Copy, without any change, the lines from the one that holds "impl IntoResponse for" through the final line of the material below.
Start of DATA PROVIDED
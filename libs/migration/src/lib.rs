pub use sea_orm_migration::prelude::*;

mod m20261018_000000_create_items;

pub struct Migrator;

#[async_trait::async_trait]
impl MigratorTrait for Migrator {
    fn migrations() -> Vec<Box<dyn MigrationTrait>> {
        vec![Box::new(m20261018_000000_create_items::Migration)]
    }
}
use async_trait::async_trait;
use sea_orm::ActiveValue::{Set, Unchanged};
use sea_orm::sea_query::{Expr, LikeExpr, extension::postgres::PgExpr};
use sea_orm::{
    AccessMode, ActiveModelTrait, DatabaseConnection, DbErr, EntityTrait, IsolationLevel,
    PaginatorTrait, QueryFilter, QueryOrder, QuerySelect, Select, TransactionTrait,
};
use uuid::Uuid;

use crate::{
    entity,
    error::ItemResult,
    models::{CreateItem, Item, ItemFilter, UpdateItem, required_fields},
    repository::ItemRepository,
};

/// PostgreSQL-backed item store
#[derive(Clone)]
pub struct PgItemRepository {
    db: DatabaseConnection,
}

impl PgItemRepository {
    pub fn new(db: DatabaseConnection) -> Self {
        Self { db }
    }
}

/// Escape LIKE metacharacters so the needle matches literally.
fn escape_like(needle: &str) -> String {
    let mut escaped = String::with_capacity(needle.len() + 2);
    for c in needle.chars() {
        if matches!(c, '\\' | '%' | '_') {
            escaped.push('\\');
        }
        escaped.push(c);
    }
    escaped
}

/// Case-insensitive substring match on `column`. The pattern is bound as
/// a parameter.
fn contains_ci(column: entity::Column, needle: &str) -> Expr {
    Expr::col((entity::Entity, column))
        .ilike(LikeExpr::new(format!("%{}%", escape_like(needle))).escape('\\'))
}

fn filtered(filter: &ItemFilter) -> Select<entity::Entity> {
    let mut query = entity::Entity::find();

    if let Some(name) = &filter.name {
        query = query.filter(contains_ci(entity::Column::Name, name));
    }
    if let Some(description) = &filter.description {
        query = query.filter(contains_ci(entity::Column::Description, description));
    }

    query
}

#[async_trait]
impl ItemRepository for PgItemRepository {
    async fn create(&self, input: CreateItem) -> ItemResult<Item> {
        let (name, description) = required_fields(input.name, input.description)?;
        let active_model: entity::ActiveModel = Item::new(name, description).into();

        let model = active_model.insert(&self.db).await?;

        tracing::info!(item_id = %model.id, "Created item");
        Ok(model.into())
    }

    async fn list(
        &self,
        filter: ItemFilter,
        offset: u64,
        limit: u64,
    ) -> ItemResult<(Vec<Item>, u64)> {
        // Count and slice read the same snapshot
        let txn = self
            .db
            .begin_with_config(
                Some(IsolationLevel::RepeatableRead),
                Some(AccessMode::ReadOnly),
            )
            .await?;

        let total = filtered(&filter).count(&txn).await?;

        let models = filtered(&filter)
            .order_by_desc(entity::Column::CreatedAt)
            .order_by_desc(entity::Column::Id)
            .offset(offset)
            .limit(limit)
            .all(&txn)
            .await?;

        txn.commit().await?;

        Ok((models.into_iter().map(Item::from).collect(), total))
    }

    async fn find_by_id(&self, id: Uuid) -> ItemResult<Option<Item>> {
        let model = entity::Entity::find_by_id(id).one(&self.db).await?;
        Ok(model.map(Item::from))
    }

    async fn update(&self, id: Uuid, input: UpdateItem) -> ItemResult<Option<Item>> {
        let (name, description) = required_fields(input.name, input.description)?;

        let active_model = entity::ActiveModel {
            id: Unchanged(id),
            name: Set(name),
            description: Set(description),
            ..Default::default()
        };

        match active_model.update(&self.db).await {
            Ok(model) => {
                tracing::info!(item_id = %id, "Updated item");
                Ok(Some(model.into()))
            }
            Err(DbErr::RecordNotUpdated) => Ok(None),
            Err(e) => Err(e.into()),
        }
    }

    async fn delete(&self, id: Uuid) -> ItemResult<bool> {
        let result = entity::Entity::delete_by_id(id).exec(&self.db).await?;

        let deleted = result.rows_affected > 0;
        if deleted {
            tracing::info!(item_id = %id, "Deleted item");
        }
        Ok(deleted)
    }
}
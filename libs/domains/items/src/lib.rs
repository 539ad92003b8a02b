//! Items Domain
//!
//! CRUD over a single `Item` record type stored in PostgreSQL.
//!
//! # Architecture
//!
//! ```text
//! ┌─────────────┐
//! │  Handlers   │  ← HTTP endpoints, OpenAPI doc
//! └──────┬──────┘
//!        │
//! ┌──────▼──────┐
//! │   Service   │  ← Pagination, id parsing, error tagging
//! └──────┬──────┘
//!        │
//! ┌──────▼──────┐
//! │ Repository  │  ← Data access (trait + Postgres / in-memory)
//! └──────┬──────┘
//!        │
//! ┌──────▼──────┐
//! │   Models    │  ← Entities, DTOs
//! └─────────────┘
//! ```
//!
//! # Usage
//!
//! ```rust,no_run
//! use domain_items::{handlers, ItemService, PgItemRepository};
//! use sea_orm::Database;
//!
//! # async fn example() -> Result<(), Box<dyn std::error::Error>> {
//! let db = Database::connect("postgres://localhost/items").await?;
//!
//! let service = ItemService::new(PgItemRepository::new(db));
//! let router = handlers::router(service);
//! # Ok(())
//! # }
//! ```

pub mod entity;
pub mod error;
pub mod handlers;
pub mod models;
pub mod postgres;
pub mod repository;
pub mod service;

// Re-export commonly used types
pub use error::{ItemError, ItemOperation, ItemResult};
pub use handlers::ApiDoc;
pub use models::{CreateItem, Item, ItemFilter, ItemPage, ListItemsQuery, Pagination, UpdateItem};
pub use postgres::PgItemRepository;
pub use repository::{InMemoryItemRepository, ItemRepository};
pub use service::ItemService;
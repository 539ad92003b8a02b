/// Error type for connection management, health checks and migrations.
#[derive(Debug, thiserror::Error)]
pub enum DatabaseError {
    /// PostgreSQL-specific errors (SeaORM)
    #[cfg(feature = "postgres")]
    #[error("PostgreSQL error: {0}")]
    Postgres(#[from] sea_orm::DbErr),

    #[error("Health check failed: {0}")]
    HealthCheckFailed(String),

    #[error("Migration error: {0}")]
    MigrationError(String),
}

pub type DatabaseResult<T> = Result<T, DatabaseError>;
//! Request body extractor accepting JSON or urlencoded forms.

use crate::errors::AppError;
use axum::{
    Form, Json,
    extract::{FromRequest, Request, rejection::FormRejection},
    http::header::CONTENT_TYPE,
};
use serde::de::DeserializeOwned;

/// Body extractor that dispatches on `Content-Type`.
///
/// - `application/json` (and `application/*+json`) is parsed as JSON
/// - `application/x-www-form-urlencoded` is read with [`Form`]
///
/// A body the payload type cannot be built from reads as `T::default()`:
/// a missing or unknown content type, JSON that is not an object, or fields
/// of the wrong type. Handlers then see absent fields. Only malformed JSON
/// syntax and unreadable bodies are rejected, as `INVALID_JSON` /
/// `INVALID_FORM` 400 responses.
///
/// # Example
/// ```ignore
/// use axum::routing::post;
/// use axum_helpers::extractors::JsonOrForm;
///
/// async fn create(JsonOrForm(input): JsonOrForm<CreateItem>) -> String {
///     format!("{:?}", input.name)
/// }
///
/// let app = axum::Router::new().route("/items", post(create));
/// ```
pub struct JsonOrForm<T>(pub T);

#[derive(Debug, PartialEq, Eq)]
enum BodyKind {
    Json,
    Form,
}

fn body_kind(content_type: &str) -> Option<BodyKind> {
    let essence = content_type
        .split(';')
        .next()
        .unwrap_or_default()
        .trim()
        .to_ascii_lowercase();

    if essence == "application/x-www-form-urlencoded" {
        Some(BodyKind::Form)
    } else if essence == "application/json"
        || (essence.starts_with("application/") && essence.ends_with("+json"))
    {
        Some(BodyKind::Json)
    } else {
        None
    }
}

impl<T, S> FromRequest<S> for JsonOrForm<T>
where
    T: DeserializeOwned + Default,
    S: Send + Sync,
{
    type Rejection = AppError;

    async fn from_request(req: Request, state: &S) -> Result<Self, Self::Rejection> {
        let content_type = req
            .headers()
            .get(CONTENT_TYPE)
            .and_then(|value| value.to_str().ok())
            .unwrap_or_default()
            .to_string();

        match body_kind(&content_type) {
            Some(BodyKind::Json) => {
                let Json(value) = Json::<serde_json::Value>::from_request(req, state).await?;
                let data = serde_json::from_value(value).unwrap_or_else(|e| {
                    tracing::debug!(error = %e, "JSON body does not fit the payload, reading it as empty");
                    T::default()
                });
                Ok(JsonOrForm(data))
            }
            Some(BodyKind::Form) => match Form::<T>::from_request(req, state).await {
                Ok(Form(data)) => Ok(JsonOrForm(data)),
                Err(FormRejection::FailedToDeserializeFormBody(e)) => {
                    tracing::debug!(error = %e, "Form body does not fit the payload, reading it as empty");
                    Ok(JsonOrForm(T::default()))
                }
                Err(e) => Err(e.into()),
            },
            None => {
                tracing::debug!(content_type = %content_type, "Unreadable body content type, reading it as empty");
                Ok(JsonOrForm(T::default()))
            }
        }
    }
}
use axum::response::{IntoResponse, Response};
use axum_helpers::AppError;
use strum::Display;
use thiserror::Error;

/// The operation a persistence failure happened in. Displays as the
/// message returned to clients.
#[derive(Debug, Clone, Copy, PartialEq, Eq, Display)]
pub enum ItemOperation {
    #[strum(to_string = "Error creating item")]
    Create,
    #[strum(to_string = "Error fetching items")]
    List,
    #[strum(to_string = "Error fetching item")]
    Get,
    #[strum(to_string = "Error updating item")]
    Update,
    #[strum(to_string = "Error deleting item")]
    Delete,
}

#[derive(Debug, Error)]
pub enum ItemError {
    #[error("Item not found")]
    NotFound,

    #[error("Invalid pagination: {0}")]
    InvalidPagination(String),

    #[error("Missing required field '{0}'")]
    MissingField(&'static str),

    #[error("Database error: {0}")]
    Database(#[from] sea_orm::DbErr),

    #[error("{operation}: {reason}")]
    Persistence {
        operation: ItemOperation,
        reason: String,
    },
}

pub type ItemResult<T> = Result<T, ItemError>;

impl ItemError {
    /// Fold any failure into a persistence failure of `operation`.
    /// Not-found passes through unchanged.
    pub fn during(self, operation: ItemOperation) -> Self {
        match self {
            ItemError::NotFound | ItemError::Persistence { .. } => self,
            other => ItemError::Persistence {
                operation,
                reason: other.to_string(),
            },
        }
    }
}

/// Convert ItemError to AppError for standardized error responses
impl From<ItemError> for AppError {
    fn from(err: ItemError) -> Self {
        match err {
            ItemError::NotFound => AppError::NotFound("Item not found".to_string()),
            ItemError::Persistence { operation, reason } => {
                tracing::error!(%operation, %reason, "Item persistence failure");
                AppError::InternalServerError(operation.to_string())
            }
            other => {
                tracing::error!(error = %other, "Unclassified item error");
                AppError::InternalServerError(
                    axum_helpers::ErrorCode::InternalError
                        .default_message()
                        .to_string(),
                )
            }
        }
    }
}

impl IntoResponse for ItemError {
    fn into_response(self) -> Response {
        let app_error: AppError = self.into();
        app_error.into_response()
    }
}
End of DATA PROVIDED
WRITTEN ANSWER.
impl IntoResponse for ItemError {
    fn into_response(self) -> Response {
        let app_error: AppError = self.into();
        app_error.into_response()
    }
}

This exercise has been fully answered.